* **What is needed**
Please copy out each line of the listing that contains the word "ThreadPoolBuildError".

--- Exercise data Enclosed Below ---

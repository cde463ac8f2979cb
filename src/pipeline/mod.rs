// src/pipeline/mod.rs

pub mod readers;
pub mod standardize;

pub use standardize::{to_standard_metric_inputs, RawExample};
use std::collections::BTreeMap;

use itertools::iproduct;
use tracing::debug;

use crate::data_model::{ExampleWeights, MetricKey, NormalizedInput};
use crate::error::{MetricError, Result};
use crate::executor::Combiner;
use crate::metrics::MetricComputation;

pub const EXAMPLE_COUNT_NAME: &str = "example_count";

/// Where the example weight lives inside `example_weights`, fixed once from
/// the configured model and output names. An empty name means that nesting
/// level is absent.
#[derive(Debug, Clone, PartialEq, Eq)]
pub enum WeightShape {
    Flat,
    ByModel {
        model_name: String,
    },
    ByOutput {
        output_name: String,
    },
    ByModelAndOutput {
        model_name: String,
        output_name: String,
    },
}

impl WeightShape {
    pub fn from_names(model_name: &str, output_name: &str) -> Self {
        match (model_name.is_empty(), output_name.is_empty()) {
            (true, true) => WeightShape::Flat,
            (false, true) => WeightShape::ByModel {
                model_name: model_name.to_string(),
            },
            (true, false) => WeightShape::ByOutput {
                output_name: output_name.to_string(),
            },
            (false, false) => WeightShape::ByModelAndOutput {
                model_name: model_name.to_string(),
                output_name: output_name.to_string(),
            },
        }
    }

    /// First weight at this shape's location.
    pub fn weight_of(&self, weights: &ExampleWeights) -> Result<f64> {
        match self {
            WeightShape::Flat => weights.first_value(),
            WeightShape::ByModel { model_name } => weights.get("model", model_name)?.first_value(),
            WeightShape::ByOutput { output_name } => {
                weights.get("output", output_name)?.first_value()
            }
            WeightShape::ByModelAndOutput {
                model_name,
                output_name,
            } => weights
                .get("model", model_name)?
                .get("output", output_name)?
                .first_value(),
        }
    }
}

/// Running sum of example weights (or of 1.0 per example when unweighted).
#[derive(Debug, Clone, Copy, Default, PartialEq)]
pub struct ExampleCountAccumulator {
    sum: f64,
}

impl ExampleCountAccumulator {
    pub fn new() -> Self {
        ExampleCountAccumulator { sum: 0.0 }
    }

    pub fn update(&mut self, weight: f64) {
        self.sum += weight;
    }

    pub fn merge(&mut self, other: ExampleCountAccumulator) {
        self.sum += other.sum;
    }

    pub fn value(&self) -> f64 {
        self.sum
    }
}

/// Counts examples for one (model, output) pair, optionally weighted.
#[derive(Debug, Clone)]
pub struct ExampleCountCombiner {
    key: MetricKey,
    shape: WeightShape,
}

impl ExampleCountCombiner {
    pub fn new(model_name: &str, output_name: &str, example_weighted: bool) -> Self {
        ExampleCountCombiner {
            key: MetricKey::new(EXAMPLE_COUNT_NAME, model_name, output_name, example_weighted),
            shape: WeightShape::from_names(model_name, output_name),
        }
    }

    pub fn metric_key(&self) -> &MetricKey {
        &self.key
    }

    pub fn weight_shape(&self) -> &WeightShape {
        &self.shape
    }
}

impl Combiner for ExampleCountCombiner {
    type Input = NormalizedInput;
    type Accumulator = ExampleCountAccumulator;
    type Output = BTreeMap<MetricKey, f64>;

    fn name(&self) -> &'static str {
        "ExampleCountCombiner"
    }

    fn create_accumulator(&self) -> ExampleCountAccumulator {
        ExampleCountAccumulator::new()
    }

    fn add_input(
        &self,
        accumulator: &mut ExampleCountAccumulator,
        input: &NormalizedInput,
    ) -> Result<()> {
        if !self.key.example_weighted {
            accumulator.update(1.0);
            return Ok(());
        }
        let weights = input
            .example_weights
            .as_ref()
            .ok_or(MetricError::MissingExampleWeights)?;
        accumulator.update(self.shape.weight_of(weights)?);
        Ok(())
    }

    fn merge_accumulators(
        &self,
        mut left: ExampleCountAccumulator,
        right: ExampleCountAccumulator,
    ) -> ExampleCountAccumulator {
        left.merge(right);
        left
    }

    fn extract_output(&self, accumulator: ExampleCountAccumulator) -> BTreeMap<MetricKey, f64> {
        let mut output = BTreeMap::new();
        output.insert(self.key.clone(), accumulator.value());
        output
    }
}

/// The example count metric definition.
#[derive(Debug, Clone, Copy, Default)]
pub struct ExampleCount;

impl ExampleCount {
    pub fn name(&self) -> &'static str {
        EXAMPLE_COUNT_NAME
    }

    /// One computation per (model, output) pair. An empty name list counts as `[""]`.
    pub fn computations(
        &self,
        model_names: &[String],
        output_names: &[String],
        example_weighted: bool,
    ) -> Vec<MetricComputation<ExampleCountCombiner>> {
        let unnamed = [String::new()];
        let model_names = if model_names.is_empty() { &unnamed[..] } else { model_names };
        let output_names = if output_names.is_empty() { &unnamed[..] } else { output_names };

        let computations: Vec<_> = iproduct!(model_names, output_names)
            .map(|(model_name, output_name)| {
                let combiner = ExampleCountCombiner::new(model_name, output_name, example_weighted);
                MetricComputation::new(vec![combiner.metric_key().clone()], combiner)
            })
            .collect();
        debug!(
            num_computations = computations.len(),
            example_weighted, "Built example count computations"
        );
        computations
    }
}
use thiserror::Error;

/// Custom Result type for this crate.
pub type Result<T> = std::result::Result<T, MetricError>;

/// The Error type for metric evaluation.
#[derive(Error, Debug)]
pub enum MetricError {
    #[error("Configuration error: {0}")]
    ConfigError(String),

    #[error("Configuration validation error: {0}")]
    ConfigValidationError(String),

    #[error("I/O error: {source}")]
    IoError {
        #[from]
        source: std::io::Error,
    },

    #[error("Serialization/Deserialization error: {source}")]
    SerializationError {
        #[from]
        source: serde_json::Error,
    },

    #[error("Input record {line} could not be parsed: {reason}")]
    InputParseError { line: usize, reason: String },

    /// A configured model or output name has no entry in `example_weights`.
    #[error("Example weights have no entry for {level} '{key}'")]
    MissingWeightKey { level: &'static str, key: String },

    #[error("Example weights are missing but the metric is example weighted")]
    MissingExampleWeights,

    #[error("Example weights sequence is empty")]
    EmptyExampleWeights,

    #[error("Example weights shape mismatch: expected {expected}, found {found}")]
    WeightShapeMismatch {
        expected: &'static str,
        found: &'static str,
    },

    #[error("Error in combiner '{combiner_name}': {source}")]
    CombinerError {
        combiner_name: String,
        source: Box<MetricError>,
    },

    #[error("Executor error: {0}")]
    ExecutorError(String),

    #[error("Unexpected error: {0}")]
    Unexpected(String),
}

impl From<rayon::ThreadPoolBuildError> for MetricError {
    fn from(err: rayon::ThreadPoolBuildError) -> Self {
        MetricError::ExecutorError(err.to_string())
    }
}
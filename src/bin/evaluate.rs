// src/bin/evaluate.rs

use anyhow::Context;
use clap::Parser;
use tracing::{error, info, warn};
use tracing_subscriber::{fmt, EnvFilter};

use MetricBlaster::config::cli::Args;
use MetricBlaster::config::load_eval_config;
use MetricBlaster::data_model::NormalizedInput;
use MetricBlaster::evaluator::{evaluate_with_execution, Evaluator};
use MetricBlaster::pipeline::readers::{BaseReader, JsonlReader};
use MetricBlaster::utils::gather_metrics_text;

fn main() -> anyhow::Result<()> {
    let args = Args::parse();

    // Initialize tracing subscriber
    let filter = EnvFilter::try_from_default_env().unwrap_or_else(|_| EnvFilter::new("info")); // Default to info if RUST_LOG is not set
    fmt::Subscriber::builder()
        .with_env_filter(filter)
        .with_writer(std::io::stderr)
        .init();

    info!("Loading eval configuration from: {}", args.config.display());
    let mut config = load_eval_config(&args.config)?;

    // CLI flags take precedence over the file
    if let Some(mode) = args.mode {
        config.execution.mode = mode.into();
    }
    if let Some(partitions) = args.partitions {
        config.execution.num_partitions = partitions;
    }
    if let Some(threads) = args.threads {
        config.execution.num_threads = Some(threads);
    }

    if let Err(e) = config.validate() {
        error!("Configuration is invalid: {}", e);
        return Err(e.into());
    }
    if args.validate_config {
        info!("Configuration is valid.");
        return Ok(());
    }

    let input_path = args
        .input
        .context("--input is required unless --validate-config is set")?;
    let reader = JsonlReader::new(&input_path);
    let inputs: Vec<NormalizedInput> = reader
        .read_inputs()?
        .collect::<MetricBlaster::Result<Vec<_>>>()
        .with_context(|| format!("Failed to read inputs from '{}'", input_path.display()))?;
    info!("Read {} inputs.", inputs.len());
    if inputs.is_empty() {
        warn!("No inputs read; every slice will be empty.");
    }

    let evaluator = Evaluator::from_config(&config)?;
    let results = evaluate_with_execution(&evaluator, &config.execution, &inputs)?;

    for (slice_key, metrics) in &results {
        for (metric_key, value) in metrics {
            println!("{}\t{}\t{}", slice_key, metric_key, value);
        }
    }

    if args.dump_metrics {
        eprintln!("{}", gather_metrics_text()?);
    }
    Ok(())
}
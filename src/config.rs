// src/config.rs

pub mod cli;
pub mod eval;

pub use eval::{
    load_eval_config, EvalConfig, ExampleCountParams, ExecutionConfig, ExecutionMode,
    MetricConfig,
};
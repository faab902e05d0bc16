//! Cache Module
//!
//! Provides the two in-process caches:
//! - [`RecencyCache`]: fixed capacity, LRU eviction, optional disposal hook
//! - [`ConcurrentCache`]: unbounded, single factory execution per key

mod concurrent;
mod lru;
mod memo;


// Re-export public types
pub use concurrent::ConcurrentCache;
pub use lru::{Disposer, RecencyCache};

--- End of Enclosed Exercise data ---

* **Exercise output**
impl From<rayon::ThreadPoolBuildError> for MetricError {
    fn from(err: rayon::ThreadPoolBuildError) -> Self {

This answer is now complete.